As we continued south and west from Chicken, we were alone on the road, the very rough, potholed, wet road. The rain came and went, the views opened up in some areas, made more open by the huge Taylor Fire Complex that burned 1.5 million acres in 2004. Judy said she was here during those fires. I can’t imagine how awful that must have been! In spite of sporadic rain, we have been blessed with gorgeous, fresh, clear air throughout this entire trip. No smoky fire haze obscuring the vistas, no smog, no pollution from anything at all. I think that may be one of my most favorite things so far. Air. Pure. Clean. Air. It is one of the reasons I love living at Rocky Point.
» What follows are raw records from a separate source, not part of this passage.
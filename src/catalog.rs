//! Exercise catalog - static workout tables keyed by profile attributes
//!
//! Two tables:
//! - exercises by (fitness level, goal): one workout worth of movements
//! - workout titles by (goal, equipment): a cycle of four names
//!
//! Both tables carry a required base entry that every missed lookup falls
//! back to, so a lookup always resolves.

use crate::profile::{Equipment, FitnessLevel, Goal};

/// Number of titles in one title cycle
pub const TITLES_PER_CYCLE: usize = 4;

/// How an exercise is dosed
#[derive(Debug, Clone, Copy, PartialEq, Eq)]
pub enum Dose {
    /// Repetition scheme, e.g. "10 reps x 3"
    Sets(&'static str),
    /// Time based, e.g. "30 seconds x 3"
    Duration(&'static str),
}

#[derive(Debug, Clone, Copy, PartialEq, Eq)]
pub struct ExerciseTemplate {
    pub name: &'static str,
    pub instructions: &'static str,
    pub dose: Dose,
}

#[derive(Debug, Clone, Copy)]
pub struct ExerciseEntry {
    pub level: FitnessLevel,
    pub goal: Goal,
    pub exercises: &'static [ExerciseTemplate],
}

#[derive(Debug, Clone, Copy)]
pub struct TitleEntry {
    pub goal: Goal,
    pub equipment: Equipment,
    pub titles: [&'static str; TITLES_PER_CYCLE],
}

/// Read-only lookup tables with mandatory fallbacks
#[derive(Debug, Clone, Copy)]
pub struct Catalog {
    base_exercises: &'static [ExerciseTemplate],
    base_titles: [&'static str; TITLES_PER_CYCLE],
    exercises: &'static [ExerciseEntry],
    titles: &'static [TitleEntry],
}

impl Catalog {
    /// Build a catalog. The base entries are what every missed lookup
    /// resolves to, so the base exercise list must not be empty.
    pub const fn new(
        base_exercises: &'static [ExerciseTemplate],
        base_titles: [&'static str; TITLES_PER_CYCLE],
        exercises: &'static [ExerciseEntry],
        titles: &'static [TitleEntry],
    ) -> Self {
        assert!(!base_exercises.is_empty(), "catalog base exercise list must not be empty");
        Self { base_exercises, base_titles, exercises, titles }
    }

    /// Built-in catalog
    pub fn builtin() -> &'static Catalog {
        &BUILTIN
    }

    /// Exercise list for (level, goal), falling back to the base list
    pub fn exercises(&self, level: FitnessLevel, goal: Goal) -> &'static [ExerciseTemplate] {
        self.exercises
            .iter()
            .find(|e| e.level == level && e.goal == goal && !e.exercises.is_empty())
            .map(|e| e.exercises)
            .unwrap_or(self.base_exercises)
    }

    /// Title cycle for (goal, equipment), falling back to the base cycle
    pub fn titles(&self, goal: Goal, equipment: Equipment) -> &[&'static str; TITLES_PER_CYCLE] {
        self.titles
            .iter()
            .find(|t| t.goal == goal && t.equipment == equipment)
            .map(|t| &t.titles)
            .unwrap_or(&self.base_titles)
    }
}

const fn sets(name: &'static str, instructions: &'static str, dose: &'static str) -> ExerciseTemplate {
    ExerciseTemplate { name, instructions, dose: Dose::Sets(dose) }
}

const fn timed(name: &'static str, instructions: &'static str, dose: &'static str) -> ExerciseTemplate {
    ExerciseTemplate { name, instructions, dose: Dose::Duration(dose) }
}

// === BEGINNER ===

const BEGINNER_WEIGHT_LOSS: &[ExerciseTemplate] = &[
    timed("Marching in Place", "Lift knees alternately, keep core engaged", "2 minutes"),
    timed("Wall Sit", "Slide down wall until knees are at 90 degrees", "30 seconds x 3"),
    timed("Arm Circles", "Small circles forward, then backward", "1 minute each direction"),
    timed("Step Touches", "Step side to side, add arm movements", "2 minutes"),
    timed("Modified Plank", "Hold on knees or against wall", "20 seconds x 3"),
    sets("Calf Raises", "Rise up on toes, lower slowly", "15 reps x 3"),
];

const BEGINNER_STRENGTH: &[ExerciseTemplate] = &[
    sets("Wall Push-ups", "Push against wall, keep body straight", "10 reps x 3"),
    sets("Chair Squats", "Sit and stand without using hands", "10 reps x 3"),
    sets("Glute Bridges", "Lie on back, lift hips", "12 reps x 3"),
    sets("Standing Rows", "Pull arms back, squeeze shoulder blades", "12 reps x 3"),
    sets("Calf Raises", "Rise up on toes", "15 reps x 3"),
    sets("Side Leg Lifts", "Lift leg to side, keep straight", "10 each x 2"),
];

const BEGINNER_MOBILITY: &[ExerciseTemplate] = &[
    timed("Cat-Cow Stretch", "Arch and round back slowly", "1 minute"),
    timed("Shoulder Rolls", "Roll shoulders forward and backward", "30 seconds each"),
    timed("Gentle Twists", "Rotate torso side to side", "1 minute"),
    timed("Ankle Circles", "Rotate ankles in both directions", "30 seconds each"),
    timed("Neck Stretches", "Gentle side bends and chin tucks", "1 minute"),
    timed("Hip Circles", "Circle hips in both directions", "30 seconds each"),
];

const BEGINNER_GENERAL_HEALTH: &[ExerciseTemplate] = &[
    timed("Walking in Place", "Lift knees, swing arms naturally", "3 minutes"),
    sets("Arm Raises", "Raise arms overhead and lower", "12 reps x 3"),
    sets("Leg Swings", "Swing leg forward and back", "10 each x 2"),
    timed("Torso Twists", "Rotate upper body side to side", "1 minute"),
    timed("Deep Breathing", "Inhale deeply, exhale slowly", "2 minutes"),
    sets("Heel Raises", "Rise onto balls of feet", "15 reps x 3"),
];

// === INTERMEDIATE ===

const INTERMEDIATE_WEIGHT_LOSS: &[ExerciseTemplate] = &[
    timed("Jumping Jacks", "Jump while spreading arms and legs", "45 seconds x 3"),
    sets("Bodyweight Squats", "Lower to 90 degrees, keep chest up", "15 reps x 3"),
    timed("Mountain Climbers", "Alternate knees to chest quickly", "30 seconds x 3"),
    sets("Burpees", "Squat, jump back, push-up, jump up", "8 reps x 3"),
    timed("High Knees", "Run in place bringing knees high", "30 seconds x 3"),
    timed("Plank Jacks", "Plank position, jump feet apart and together", "30 seconds x 3"),
];

const INTERMEDIATE_STRENGTH: &[ExerciseTemplate] = &[
    sets("Push-ups", "Full push-ups or on knees", "10-15 reps x 3"),
    sets("Lunges", "Step forward, lower back knee", "10 each x 3"),
    timed("Plank", "Hold straight body position", "30-45 seconds x 3"),
    sets("Dips", "Use chair or bench", "10-12 reps x 3"),
    sets("Superman", "Lift chest and arms off floor", "12 reps x 3"),
    timed("Side Plank", "Hold on each side", "20 seconds each x 2"),
];

const INTERMEDIATE_MOBILITY: &[ExerciseTemplate] = &[
    timed("Sun Salutation Flow", "Flow through yoga sequence", "5 minutes"),
    timed("Hip Flexor Stretch", "Kneeling lunge position", "30 seconds each"),
    timed("Thoracic Rotation", "Rotate upper spine", "1 minute"),
    timed("Dynamic Hamstring", "Swing leg forward and back", "30 seconds each"),
    timed("Shoulder Mobility", "Arm circles and crosses", "2 minutes"),
    timed("Ankle Mobility", "Rock forward and back", "1 minute each"),
];

const INTERMEDIATE_GENERAL_HEALTH: &[ExerciseTemplate] = &[
    timed("Brisk Walk in Place", "Quick pace with arm movement", "5 minutes"),
    sets("Squat to Reach", "Squat and reach overhead", "12 reps x 3"),
    sets("Modified Burpees", "Step back instead of jump", "8 reps x 3"),
    timed("Arm Circles", "Large circles forward and back", "1 minute each"),
    timed("Leg Swings", "Forward and side swings", "30 seconds each"),
    timed("Core Rotation", "Standing twists with arm movement", "2 minutes"),
];

// === ADVANCED ===

const ADVANCED_WEIGHT_LOSS: &[ExerciseTemplate] = &[
    sets("Burpee Variations", "Add push-up and tuck jump", "10 reps x 4"),
    sets("Plyometric Lunges", "Jump between lunge positions", "8 each x 3"),
    sets("Box Jumps", "Jump onto stable surface", "10 reps x 3"),
    timed("Sprint Intervals", "High intensity bursts", "30 seconds x 8"),
    sets("Kettlebell Swings", "Hip hinge movement", "15 reps x 4"),
    timed("Battle Ropes", "Alternating waves", "30 seconds x 4"),
];

const ADVANCED_STRENGTH: &[ExerciseTemplate] = &[
    sets("Pistol Squats", "Single leg squat", "5 each x 3"),
    sets("Handstand Push-ups", "Against wall or freestanding", "5-8 reps x 3"),
    sets("Muscle-ups", "Pull-up to dip transition", "3-5 reps x 3"),
    sets("One-arm Push-ups", "Wide base, tight core", "3-5 each x 3"),
    timed("Front Levers", "Hold horizontal position", "10 seconds x 3"),
    sets("Planche Push-ups", "Advanced bodyweight skill", "3-5 reps x 3"),
];

const ADVANCED_MOBILITY: &[ExerciseTemplate] = &[
    timed("Advanced Yoga Flow", "Complex pose sequences", "10 minutes"),
    timed("Gymnastics Stretching", "Dynamic flexibility work", "15 minutes"),
    timed("Contortion Prep", "Extreme range of motion", "20 minutes"),
    timed("Dynamic Movement", "Full body flow", "10 minutes"),
    timed("Joint Preparation", "Advanced mobility drills", "15 minutes"),
    timed("Recovery Protocol", "Active recovery techniques", "10 minutes"),
];

const ADVANCED_GENERAL_HEALTH: &[ExerciseTemplate] = &[
    sets("Complex Movement", "Multi-joint exercises", "12 reps x 4"),
    timed("Athletic Drills", "Sport-specific movements", "10 minutes"),
    sets("Functional Fitness", "Real-world movements", "15 reps x 3"),
    sets("Power Development", "Explosive movements", "8 reps x 4"),
    timed("Endurance Circuit", "Extended duration", "15 minutes"),
    timed("Recovery Active", "Light movement", "10 minutes"),
];

const EXERCISE_TABLE: &[ExerciseEntry] = &[
    ExerciseEntry { level: FitnessLevel::Beginner, goal: Goal::WeightLoss, exercises: BEGINNER_WEIGHT_LOSS },
    ExerciseEntry { level: FitnessLevel::Beginner, goal: Goal::Strength, exercises: BEGINNER_STRENGTH },
    ExerciseEntry { level: FitnessLevel::Beginner, goal: Goal::Mobility, exercises: BEGINNER_MOBILITY },
    ExerciseEntry { level: FitnessLevel::Beginner, goal: Goal::GeneralHealth, exercises: BEGINNER_GENERAL_HEALTH },
    ExerciseEntry { level: FitnessLevel::Intermediate, goal: Goal::WeightLoss, exercises: INTERMEDIATE_WEIGHT_LOSS },
    ExerciseEntry { level: FitnessLevel::Intermediate, goal: Goal::Strength, exercises: INTERMEDIATE_STRENGTH },
    ExerciseEntry { level: FitnessLevel::Intermediate, goal: Goal::Mobility, exercises: INTERMEDIATE_MOBILITY },
    ExerciseEntry { level: FitnessLevel::Intermediate, goal: Goal::GeneralHealth, exercises: INTERMEDIATE_GENERAL_HEALTH },
    ExerciseEntry { level: FitnessLevel::Advanced, goal: Goal::WeightLoss, exercises: ADVANCED_WEIGHT_LOSS },
    ExerciseEntry { level: FitnessLevel::Advanced, goal: Goal::Strength, exercises: ADVANCED_STRENGTH },
    ExerciseEntry { level: FitnessLevel::Advanced, goal: Goal::Mobility, exercises: ADVANCED_MOBILITY },
    ExerciseEntry { level: FitnessLevel::Advanced, goal: Goal::GeneralHealth, exercises: ADVANCED_GENERAL_HEALTH },
];

// === TITLES ===

const GENERAL_HEALTH_NONE_TITLES: [&str; TITLES_PER_CYCLE] =
    ["Balanced Fitness", "Wellness Circuit", "Energy Boost", "Health Foundation"];

const TITLE_TABLE: &[TitleEntry] = &[
    TitleEntry {
        goal: Goal::WeightLoss,
        equipment: Equipment::None,
        titles: ["Full Body Cardio", "Core & Cardio", "Lower Body Power", "Upper Body Blast"],
    },
    TitleEntry {
        goal: Goal::WeightLoss,
        equipment: Equipment::Dumbbells,
        titles: ["Strength & Cardio", "Full Body Burn", "HIIT Weights", "Metabolic Conditioning"],
    },
    TitleEntry {
        goal: Goal::WeightLoss,
        equipment: Equipment::ResistanceBands,
        titles: ["Band Cardio Flow", "Full Body Toning", "Resistance Circuit", "Band Power"],
    },
    TitleEntry {
        goal: Goal::WeightLoss,
        equipment: Equipment::Both,
        titles: ["Hybrid Power", "Full Body Fusion", "Athletic Conditioning", "Ultimate Burn"],
    },
    TitleEntry {
        goal: Goal::Strength,
        equipment: Equipment::None,
        titles: ["Bodyweight Strength", "Upper Body Power", "Lower Body Build", "Core Foundation"],
    },
    TitleEntry {
        goal: Goal::Strength,
        equipment: Equipment::Dumbbells,
        titles: ["Upper Body Focus", "Lower Body Power", "Full Body Strength", "Functional Fitness"],
    },
    TitleEntry {
        goal: Goal::Strength,
        equipment: Equipment::ResistanceBands,
        titles: ["Band Resistance", "Progressive Tension", "Band Power Build", "Total Body Tone"],
    },
    TitleEntry {
        goal: Goal::Strength,
        equipment: Equipment::Both,
        titles: ["Progressive Overload", "Power Building", "Strength Circuit", "Maximal Effort"],
    },
    TitleEntry {
        goal: Goal::Mobility,
        equipment: Equipment::None,
        titles: ["Flow & Stretch", "Joint Mobility", "Flexibility Focus", "Active Recovery"],
    },
    TitleEntry {
        goal: Goal::Mobility,
        equipment: Equipment::Dumbbells,
        titles: ["Dynamic Mobility", "Strength & Stretch", "Functional Movement", "Recovery Strength"],
    },
    TitleEntry {
        goal: Goal::Mobility,
        equipment: Equipment::ResistanceBands,
        titles: ["Band Stretching", "Mobility Flow", "Flexibility Bands", "Active Recovery"],
    },
    TitleEntry {
        goal: Goal::Mobility,
        equipment: Equipment::Both,
        titles: ["Complete Mobility", "Dynamic Recovery", "Full Body Flow", "Restoration Day"],
    },
    TitleEntry {
        goal: Goal::GeneralHealth,
        equipment: Equipment::None,
        titles: GENERAL_HEALTH_NONE_TITLES,
    },
    TitleEntry {
        goal: Goal::GeneralHealth,
        equipment: Equipment::Dumbbells,
        titles: ["Total Health", "Balanced Strength", "Wellness Weights", "Energy Circuit"],
    },
    TitleEntry {
        goal: Goal::GeneralHealth,
        equipment: Equipment::ResistanceBands,
        titles: ["Health & Tone", "Wellness Bands", "Energy Flow", "Balance Training"],
    },
    TitleEntry {
        goal: Goal::GeneralHealth,
        equipment: Equipment::Both,
        titles: ["Complete Wellness", "Health Fusion", "Energy System", "Total Balance"],
    },
];

static BUILTIN: Catalog = Catalog::new(
    BEGINNER_GENERAL_HEALTH,
    GENERAL_HEALTH_NONE_TITLES,
    EXERCISE_TABLE,
    TITLE_TABLE,
);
Still, in spite of the guidebooks, the signs, the warnings, we didn’t see one single animal. In the wildest part of our trip, through the Forty Mile Wilderness, home of the biggest herd of Caribou in Alaska, filled with bear and moose, fox and lynx, we didn’t see anything at all. So be it. According to all the photos on the blogs, there are moose just about everywhere from here on out.
Arriving in Tok, we stopped at the very wonderful visitor center to pick up a big pile of Alaska brochures for all the places we planned to travel. This park was highly recommended by a very nice woman at the center, so we set our sights for Delta Junction. After cooking some burgers on the grill, we drove back to town to take the obligatory photos of the Highway end post, and found a car wash so that we could see out the windows of the Tracker. Before going home, we drove a bit north to check out Rika’s Roadhouse at the Big Delta State Historical Park.
The park had one of the most lovely displays of historical buildings that we have seen thus far. The Roadhouse was initially developed in 1904 but it wasn’t until 1917 that John Hajdukovich from Yugoslavia hired Swedish born Rika Wallen to run his business. Rika made the roadhouse something different than ordinary, with lush gardens, cows, sheep, and poultry, allowing her to serve fresh vegetables, eggs, milk, and meat to her customers.
The Roadhouse was also a center of communications, and pivotal as a transportation hub for prospectors traveling along the Tanana River to Fairbanks. With the completion of the Alaska Highway in the 40’s, the population of Big Delta moved to the junction of the Alcan and Richardson highways, signaling the end of an era. Rika’s closed soon after that. Walking the beautiful grounds and gardens was a lovely way to end our first day in Alaska.